Reportase

Rahasia di Balik Pesona Keramik Plered

Foto Nur Terbit
Foto Nur Terbit
Written by nurterbit

Siapa tidak kenal Plered?  Satu kecamatan di Kabupaten Purwakarta, Provinsi Jawa Barat yang memproduksi keramik. Sudah mendunia. Produksinya sudah diekspor ke berbagai negara.

Sepanjang jalan, berderet sekitar 80-an unit usaha keramik yang berpusat di Desa Anjun. Letaknya sekitar 13 km dari pusat kota Purwakarta.

Baca Juga : Mampir Belanja di Pasar Jokowi Plered Purwakarta

Berbagai bentuk  dan  warna keramik dijual. Mulai dari perlengkapan rumah tangga, pot bunga  hingga  hiasan dan kerajinan. Ada yang  berbentuk hewan, buah-buahan, bola dan aneka guci.

“Waktu ke Plered, saya beli celengan hias karena ingat anak perempuan saya di rumah. Saya tertarik dengan celengan Doraemon dan boneka Marsha kesukaannya yang terbuat dari tanah liat,” kata Ita Rosita, guru TK dari Bekasi.
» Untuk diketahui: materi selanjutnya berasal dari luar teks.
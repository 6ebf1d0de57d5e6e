//! `logmap convert` command handler

use std::collections::BTreeMap;
use std::io::Write;
use std::path::{Path, PathBuf};

use serde::Serialize;
use serde_yaml::Value;
use tracing::{info, warn};

use logmap_core::config::LogmapConfig;
use logmap_logsource::{
    LogsourceConverter, LogsourceError, MappingLoader, RuleLoader, build_out_path,
};

use crate::cli::ConvertArgs;
use crate::error::CliError;
use crate::output::{OutputWriter, Render};

/// Execute the `convert` command.
pub async fn execute(
    args: ConvertArgs,
    config: &LogmapConfig,
    writer: &OutputWriter,
) -> Result<(), CliError> {
    let report = run(args, config).await?;
    writer.render(&report)?;
    Ok(())
}

/// Convert the whole Sigma tree and return the run report.
///
/// Rule-level failures are recorded in the report and skipped. Mapping and
/// I/O failures abort the run.
pub async fn run(args: ConvertArgs, config: &LogmapConfig) -> Result<ConvertReport, CliError> {
    let sigma_dir = args
        .sigma_dir
        .unwrap_or_else(|| PathBuf::from(&config.convert.sigma_dir));
    let out_dir = args
        .out_dir
        .unwrap_or_else(|| PathBuf::from(&config.convert.out_dir));

    let converter = MappingLoader::load(&config.mapping)
        .await?
        .into_converter(config.mapping.excluded_categories.iter().cloned());

    info!(
        sigma_dir = %sigma_dir.display(),
        out_dir = %out_dir.display(),
        dry_run = args.dry_run,
        "converting sigma rules"
    );

    let files = RuleLoader::collect_rule_files(&sigma_dir).await?;
    let mut report = ConvertReport {
        sigma_dir: sigma_dir.display().to_string(),
        out_dir: out_dir.display().to_string(),
        dry_run: args.dry_run,
        total: files.len(),
        converted: 0,
        written: 0,
        skipped: Vec::new(),
        outputs: Vec::new(),
    };

    // 출력 경로 -> 그 경로를 차지한 규칙 파일
    let mut claimed: BTreeMap<PathBuf, &Path> = BTreeMap::new();

    for path in &files {
        let outputs = match prepare(&converter, &sigma_dir, &out_dir, path).await {
            Ok(outputs) => outputs,
            Err(e) if e.is_rule_level() => {
                warn!(path = %path.display(), error = %e, "skipping rule");
                report.skipped.push(SkippedRule {
                    file: path.display().to_string(),
                    reason: e.to_string(),
                });
                continue;
            }
            Err(e) => return Err(e.into()),
        };

        if let Some((out_path, owner)) = outputs
            .iter()
            .find_map(|(out, _)| claimed.get(out).map(|owner| (out, *owner)))
        {
            warn!(
                path = %path.display(),
                out_path = %out_path.display(),
                owner = %owner.display(),
                "output path already used by another rule, skipping"
            );
            report.skipped.push(SkippedRule {
                file: path.display().to_string(),
                reason: format!(
                    "output path {} collides with {}",
                    out_path.display(),
                    owner.display()
                ),
            });
            continue;
        }

        for (out_path, document) in outputs {
            claimed.insert(out_path.clone(), path.as_path());
            if !args.dry_run {
                write_document(&out_path, &document).await?;
                report.written += 1;
            }
            report.outputs.push(out_path.display().to_string());
        }
        report.converted += 1;
    }

    info!(
        total = report.total,
        converted = report.converted,
        written = report.written,
        skipped = report.skipped.len(),
        "conversion finished"
    );

    Ok(report)
}

/// Load and convert one rule file, pairing each document with its output path.
async fn prepare(
    converter: &LogsourceConverter,
    sigma_dir: &Path,
    out_dir: &Path,
    path: &Path,
) -> Result<Vec<(PathBuf, Value)>, LogsourceError> {
    let rule = RuleLoader::load_file(path).await?;

    converter
        .convert_rule(&rule)?
        .into_iter()
        .map(|converted| {
            let out_path = build_out_path(sigma_dir, out_dir, path, converted.is_sysmon)?;
            Ok((out_path, converted.document))
        })
        .collect()
}

async fn write_document(path: &Path, document: &Value) -> Result<(), CliError> {
    if let Some(parent) = path.parent() {
        tokio::fs::create_dir_all(parent).await?;
    }
    let content = serde_yaml::to_string(document)?;
    tokio::fs::write(path, content).await?;
    Ok(())
}

#[derive(Debug, Serialize)]
pub struct ConvertReport {
    pub sigma_dir: String,
    pub out_dir: String,
    pub dry_run: bool,
    pub total: usize,
    pub converted: usize,
    pub written: usize,
    pub skipped: Vec<SkippedRule>,
    pub outputs: Vec<String>,
}

#[derive(Debug, Serialize)]
pub struct SkippedRule {
    pub file: String,
    pub reason: String,
}

impl Render for ConvertReport {
    fn render_text(&self, w: &mut dyn Write) -> std::io::Result<()> {
        use colored::Colorize;

        writeln!(w, "Sigma Conversion: {} -> {}", self.sigma_dir.bold(), self.out_dir.bold())?;
        if self.dry_run {
            writeln!(w, "  {}", "dry run: no files written".yellow())?;
        }
        writeln!(
            w,
            "  Rules: {} total, {} converted, {} skipped",
            self.total,
            self.converted.to_string().green(),
            self.skipped.len().to_string().yellow()
        )?;
        writeln!(w, "  Files written: {}", self.written)?;

        if !self.skipped.is_empty() {
            writeln!(w)?;
            writeln!(w, "Skipped:")?;
            for s in &self.skipped {
                writeln!(w, "  {} {}", "-".yellow(), s.file)?;
                writeln!(w, "    {}", s.reason)?;
            }
        }

        Ok(())
    }
}

#[cfg(test)]
mod tests {
    use super::*;

    fn report() -> ConvertReport {
        ConvertReport {
            sigma_dir: "sigma/rules/windows".to_owned(),
            out_dir: "hayabusa_rules".to_owned(),
            dry_run: false,
            total: 3,
            converted: 2,
            written: 3,
            skipped: vec![SkippedRule {
                file: "file_rename/rule.yml".to_owned(),
                reason: "unsupported category: file_rename".to_owned(),
            }],
            outputs: Vec::new(),
        }
    }

    #[test]
    fn test_render_text_lists_skipped_rules() {
        colored::control::set_override(false);
        let mut buffer = Vec::new();
        report().render_text(&mut buffer).expect("render");
        let output = String::from_utf8(buffer).expect("utf-8");

        assert!(output.contains("3 total, 2 converted, 1 skipped"));
        assert!(output.contains("Files written: 3"));
        assert!(output.contains("file_rename/rule.yml"));
    }

    #[test]
    fn test_report_json_shape() {
        let json = serde_json::to_value(report()).expect("serialize");
        assert_eq!(json["converted"].as_u64(), Some(2));
        assert_eq!(json["skipped"][0]["file"].as_str(), Some("file_rename/rule.yml"));
    }
}
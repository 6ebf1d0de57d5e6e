//! Logging initialization for the logmap CLI.
//!
//! Configures `tracing-subscriber` based on the `[general]` section
//! of `LogmapConfig`. Log lines go to stderr so command output on stdout
//! stays machine-readable.

use anyhow::Result;
use tracing_subscriber::EnvFilter;
use tracing_subscriber::layer::SubscriberExt;
use tracing_subscriber::util::SubscriberInitExt;

use logmap_core::config::GeneralConfig;

/// Initialize the global tracing subscriber.
///
/// Filter precedence: `level_override` (`--log-level`), then `RUST_LOG`,
/// then `config.log_level`.
///
/// # Formats
///
/// * `"json"` - Machine-parseable JSON lines (default)
/// * `"pretty"` - Human-readable colored output
pub fn init_tracing(config: &GeneralConfig, level_override: Option<&str>) -> Result<()> {
    let env_filter = build_filter(config, level_override);

    match config.log_format.as_str() {
        "json" => {
            tracing_subscriber::registry()
                .with(env_filter)
                .with(
                    tracing_subscriber::fmt::layer()
                        .json()
                        .with_writer(std::io::stderr),
                )
                .try_init()
                .map_err(|e| {
                    anyhow::anyhow!("failed to initialize JSON tracing subscriber: {}", e)
                })?;
        }
        "pretty" => {
            tracing_subscriber::registry()
                .with(env_filter)
                .with(
                    tracing_subscriber::fmt::layer()
                        .pretty()
                        .with_writer(std::io::stderr),
                )
                .try_init()
                .map_err(|e| {
                    anyhow::anyhow!("failed to initialize pretty tracing subscriber: {}", e)
                })?;
        }
        _ => {
            return Err(anyhow::anyhow!(
                "unknown log format '{}', expected 'json' or 'pretty'",
                config.log_format
            ));
        }
    }

    Ok(())
}

fn build_filter(config: &GeneralConfig, level_override: Option<&str>) -> EnvFilter {
    match level_override {
        Some(level) => EnvFilter::new(level),
        None => EnvFilter::try_from_default_env()
            .unwrap_or_else(|_| EnvFilter::new(&config.log_level)),
    }
}
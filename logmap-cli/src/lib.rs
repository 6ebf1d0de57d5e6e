//! logmap CLI library -- argument parsing, command handlers and output rendering
//!
//! The `logmap` binary is a thin wrapper over this crate so that command
//! handlers can be exercised from integration tests.

pub mod cli;
pub mod commands;
pub mod error;
pub mod logging;
pub mod output;
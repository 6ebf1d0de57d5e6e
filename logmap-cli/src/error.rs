//! CLI-specific error types and exit code mapping

use logmap_core::error::LogmapError;
use logmap_logsource::LogsourceError;

/// CLI-specific error type.
///
/// The `exit_code()` method maps errors to process exit codes.
#[derive(Debug, thiserror::Error)]
pub enum CliError {
    /// A subcommand-specific operation failed.
    #[error("{0}")]
    Command(String),

    /// Mapping documents could not be loaded or are inconsistent.
    #[error("mapping error: {0}")]
    Mapping(String),

    /// JSON serialisation failed during output rendering.
    #[error("json output error: {0}")]
    JsonSerialize(#[from] serde_json::Error),

    /// Converted rule could not be serialised.
    #[error("yaml output error: {0}")]
    YamlSerialize(#[from] serde_yaml::Error),

    /// IO error (file write, stdout write, etc.).
    #[error("io error: {0}")]
    Io(#[from] std::io::Error),

    /// Wrapped domain error from logmap-core.
    #[error("{0}")]
    Core(#[from] LogmapError),
}

impl CliError {
    /// Map the error to a process exit code.
    ///
    /// | Code | Meaning                          |
    /// |------|----------------------------------|
    /// | 0    | Success                          |
    /// | 1    | General / command error          |
    /// | 2    | Configuration error              |
    /// | 3    | Mapping configuration error      |
    /// | 10   | IO error                         |
    pub fn exit_code(&self) -> i32 {
        match self {
            Self::Mapping(_) => 3,
            Self::Io(_) => 10,
            Self::Core(LogmapError::Config(_)) => 2,
            Self::Core(LogmapError::Mapping(_)) => 3,
            Self::Core(LogmapError::Io(_)) => 10,
            Self::JsonSerialize(_) | Self::YamlSerialize(_) | Self::Command(_) => 1,
        }
    }
}

impl From<LogsourceError> for CliError {
    fn from(e: LogsourceError) -> Self {
        match e {
            LogsourceError::Io(io) => Self::Io(io),
            e if e.is_rule_level() => Self::Command(e.to_string()),
            e => Self::Mapping(e.to_string()),
        }
    }
}
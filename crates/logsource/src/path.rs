//! 출력 경로 계산

use std::path::{Component, Path, PathBuf};

use crate::error::LogsourceError;

/// 변환된 규칙의 출력 경로를 계산합니다.
///
/// `sigma_path`의 `base_dir` 기준 상대 경로를 `out_dir` 아래로 옮기면서,
/// 첫 번째 디렉토리를 `sysmon`(Sysmon 변형) 또는 `builtin`으로 바꿉니다.
/// 상대 경로가 파일 이름뿐이면 `sysmon`/`builtin` 바로 아래에 둡니다.
///
/// 파일 시스템에 접근하지 않는 순수 경로 연산입니다.
///
/// ```
/// use std::path::PathBuf;
/// use logmap_logsource::build_out_path;
///
/// let out = build_out_path(
///     "/hoge/sigma",
///     "/hoge/hayabusa_rule",
///     "/hoge/sigma/builtin/security/sample.yml",
///     true,
/// )
/// .unwrap();
/// assert_eq!(out, PathBuf::from("/hoge/hayabusa_rule/sysmon/security/sample.yml"));
/// ```
///
/// # Errors
/// - `sigma_path`가 `base_dir` 아래에 있지 않으면 [`LogsourceError::PathResolution`]
pub fn build_out_path(
    base_dir: impl AsRef<Path>,
    out_dir: impl AsRef<Path>,
    sigma_path: impl AsRef<Path>,
    is_sysmon_variant: bool,
) -> Result<PathBuf, LogsourceError> {
    let base_dir = base_dir.as_ref();
    let sigma_path = sigma_path.as_ref();

    let resolution_error = || LogsourceError::PathResolution {
        path: sigma_path.display().to_string(),
        base: base_dir.display().to_string(),
    };

    let relative = sigma_path
        .strip_prefix(base_dir)
        .map_err(|_| resolution_error())?;

    let components: Vec<Component<'_>> = relative
        .components()
        .filter(|c| !matches!(c, Component::CurDir))
        .collect();

    if components.is_empty() || components.iter().any(|c| matches!(c, Component::ParentDir)) {
        return Err(resolution_error());
    }

    // 파일 이름만 남았으면 교체할 최상위 폴더가 없음
    let rest = if components.len() > 1 {
        &components[1..]
    } else {
        &components[..]
    };

    let tree = if is_sysmon_variant { "sysmon" } else { "builtin" };
    let mut out = out_dir.as_ref().join(tree);
    out.extend(rest.iter().map(|c| c.as_os_str()));

    Ok(out)
}
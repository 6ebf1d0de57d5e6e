use anyhow::Result;
use clap::Parser;

use logmap_cli::cli::Cli;
use logmap_cli::commands;
use logmap_cli::error::CliError;
use logmap_cli::logging::init_tracing;
use logmap_cli::output::OutputWriter;
use logmap_core::config::LogmapConfig;

#[tokio::main]
async fn main() -> Result<()> {
    let cli = Cli::parse();

    // 설정 파일이 없으면 기본값 + 환경변수
    let config = match &cli.config {
        Some(path) => LogmapConfig::load(path).await,
        None => LogmapConfig::from_env(),
    };
    let config = match config {
        Ok(config) => config,
        Err(e) => exit_with(CliError::from(e)),
    };

    init_tracing(&config.general, cli.log_level.as_deref())?;

    tracing::info!(
        config = %cli.config.as_deref().map(|p| p.display().to_string()).unwrap_or_default(),
        "logmap starting"
    );

    let writer = OutputWriter::new(cli.output);
    if let Err(e) = commands::execute(cli.command, &config, &writer).await {
        tracing::error!(error = %e, "command failed");
        exit_with(e);
    }

    Ok(())
}

fn exit_with(err: CliError) -> ! {
    eprintln!("error: {err}");
    std::process::exit(err.exit_code());
}
//! Sigma 규칙 입력 -- logsource 선언 타입과 규칙 파일 로더
//!
//! 규칙 본문은 변환 과정에서 구조를 그대로 보존해야 하므로
//! [`serde_yaml::Value`]로 다루고, `logsource` 블록만 타입으로 역직렬화합니다.

use std::path::{Path, PathBuf};

use serde::{Deserialize, Serialize};
use serde_yaml::Value;

use crate::error::LogsourceError;

/// 규칙 파일 최대 크기
const MAX_RULE_FILE_SIZE: u64 = 10 * 1024 * 1024; // 10MB
/// 한 번에 수집할 최대 규칙 파일 수
const MAX_RULE_FILES: usize = 100_000;

/// 규칙의 `logsource` 선언
///
/// ```yaml
/// logsource:
///   product: windows
///   category: process_creation
/// ```
#[derive(Debug, Clone, Default, PartialEq, Eq, Serialize, Deserialize)]
pub struct RuleLogsource {
    #[serde(default, skip_serializing_if = "Option::is_none")]
    pub category: Option<String>,
    #[serde(default, skip_serializing_if = "Option::is_none")]
    pub product: Option<String>,
    #[serde(default, skip_serializing_if = "Option::is_none")]
    pub service: Option<String>,
    #[serde(default, skip_serializing_if = "Option::is_none")]
    pub channel: Option<String>,
    #[serde(default, skip_serializing_if = "Option::is_none")]
    pub event_id: Option<u32>,
}

impl RuleLogsource {
    /// 카테고리만 선언한 logsource
    pub fn category(category: impl Into<String>) -> Self {
        Self {
            category: Some(category.into()),
            ..Self::default()
        }
    }

    /// 서비스만 선언한 logsource
    pub fn service(service: impl Into<String>) -> Self {
        Self {
            service: Some(service.into()),
            ..Self::default()
        }
    }

    /// 채널(과 이벤트 ID)을 직접 선언한 logsource
    pub fn channel(channel: impl Into<String>, event_id: Option<u32>) -> Self {
        Self {
            channel: Some(channel.into()),
            event_id,
            ..Self::default()
        }
    }

    /// 규칙 문서에서 `logsource` 블록을 꺼냅니다. 블록이 없으면 `None`입니다.
    pub fn from_rule(rule: &Value) -> Result<Option<Self>, LogsourceError> {
        let Some(block) = rule.get("logsource") else {
            return Ok(None);
        };

        serde_yaml::from_value(block.clone())
            .map(Some)
            .map_err(|e| LogsourceError::InvalidRule(format!("malformed logsource block: {e}")))
    }
}

/// 규칙 파일 로더
pub struct RuleLoader;

impl RuleLoader {
    /// 디렉토리 아래의 모든 `.yml`/`.yaml` 파일 경로를 재귀적으로 수집합니다.
    ///
    /// 결과는 경로 순으로 정렬됩니다.
    ///
    /// # Errors
    /// - 디렉토리를 읽을 수 없는 경우
    /// - 파일 수가 `MAX_RULE_FILES`를 초과하는 경우
    pub async fn collect_rule_files(
        dir: impl AsRef<Path>,
    ) -> Result<Vec<PathBuf>, LogsourceError> {
        let root = dir.as_ref();
        let mut pending = vec![root.to_path_buf()];
        let mut files = Vec::new();

        while let Some(dir) = pending.pop() {
            let mut entries =
                tokio::fs::read_dir(&dir)
                    .await
                    .map_err(|e| LogsourceError::ConfigLoad {
                        path: dir.display().to_string(),
                        reason: format!("failed to read directory: {e}"),
                    })?;

            while let Some(entry) =
                entries
                    .next_entry()
                    .await
                    .map_err(|e| LogsourceError::ConfigLoad {
                        path: dir.display().to_string(),
                        reason: format!("failed to read directory entry: {e}"),
                    })?
            {
                let path = entry.path();
                let file_type = entry.file_type().await?;

                if file_type.is_dir() {
                    pending.push(path);
                    continue;
                }

                // .yml / .yaml 확장자만 처리
                let is_yaml = path
                    .extension()
                    .is_some_and(|ext| ext == "yml" || ext == "yaml");
                if !is_yaml {
                    continue;
                }

                files.push(path);
                if files.len() > MAX_RULE_FILES {
                    return Err(LogsourceError::ConfigLoad {
                        path: root.display().to_string(),
                        reason: format!("too many rule files: max {MAX_RULE_FILES}"),
                    });
                }
            }
        }

        files.sort();

        tracing::debug!(
            dir = %root.display(),
            count = files.len(),
            "collected sigma rule files"
        );

        Ok(files)
    }

    /// 단일 YAML 규칙 파일을 로드합니다.
    pub async fn load_file(path: impl AsRef<Path>) -> Result<Value, LogsourceError> {
        let path = path.as_ref();
        let content = read_limited(path).await.map_err(|reason| LogsourceError::RuleLoad {
            path: path.display().to_string(),
            reason,
        })?;

        Self::parse_yaml(&content, &path.display().to_string())
    }

    /// YAML 문자열을 파싱하여 규칙 문서를 생성합니다.
    pub fn parse_yaml(yaml_str: &str, source: &str) -> Result<Value, LogsourceError> {
        let rule: Value = serde_yaml::from_str(yaml_str).map_err(|e| LogsourceError::RuleLoad {
            path: source.to_owned(),
            reason: format!("YAML parse error: {e}"),
        })?;

        if !rule.is_mapping() {
            return Err(LogsourceError::RuleLoad {
                path: source.to_owned(),
                reason: "rule document must be a mapping".to_owned(),
            });
        }

        Ok(rule)
    }
}

/// 크기 제한을 확인한 뒤 파일을 문자열로 읽습니다.
pub(crate) async fn read_limited(path: &Path) -> Result<String, String> {
    let metadata = tokio::fs::metadata(path)
        .await
        .map_err(|e| format!("failed to read file metadata: {e}"))?;

    if metadata.len() > MAX_RULE_FILE_SIZE {
        return Err(format!(
            "file too large: {} bytes (max: {MAX_RULE_FILE_SIZE})",
            metadata.len()
        ));
    }

    tokio::fs::read_to_string(path)
        .await
        .map_err(|e| format!("failed to read file: {e}"))
}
Nama Plered asalnya dari jaman tanam paksa. Ketika itu Plered dijadikan tempat menanam kopi. Hasil tanaman kopi diangkut menggunakan pedati kecil ditarik kerbau yang disebut “Palered”.

Berbagai jenis keramik produksi Plered, Kabupaten Purwakarta, Provinsi Jawa Barat (foto : Nur Terbit)

Berbagai jenis keramik produksi Plered, Kabupaten Purwakarta, Provinsi Jawa Barat (foto : Nur Terbit)

Sudah Ada Sejak Zaman Belanda

Keramik Plered sudah ada sejak zaman Belanda. Dibuat warga secara turun-temurun sejak 1904.  Keramik tersebut bahkan diekspor ke berbagai negara. Di antaranya Jepang, Belanda, Singapura, Taiwan, Korea, Australia, New Zealand, Kanada, Saudia Arabia, Amerika Serikat, Amerika Latin, Inggris, Spanyol, Italia.

Keramik Plered memiliki sejarah panjang. Dimulai sejak zaman kolonial Belanda (1795). Di sekitar Citalang ada lio-lio atau tempat pembuatan genteng dan batu bata. Sejak itulah rumah warga berobah.

Yang semula beratap ijuk, sirap, daun kelapa atau alang-alang, mulai diganti dengan atap genteng. Bahkan di sekitar Anjun (Panjunan), sudah dimulai pembuatan gerabah atau tembikar.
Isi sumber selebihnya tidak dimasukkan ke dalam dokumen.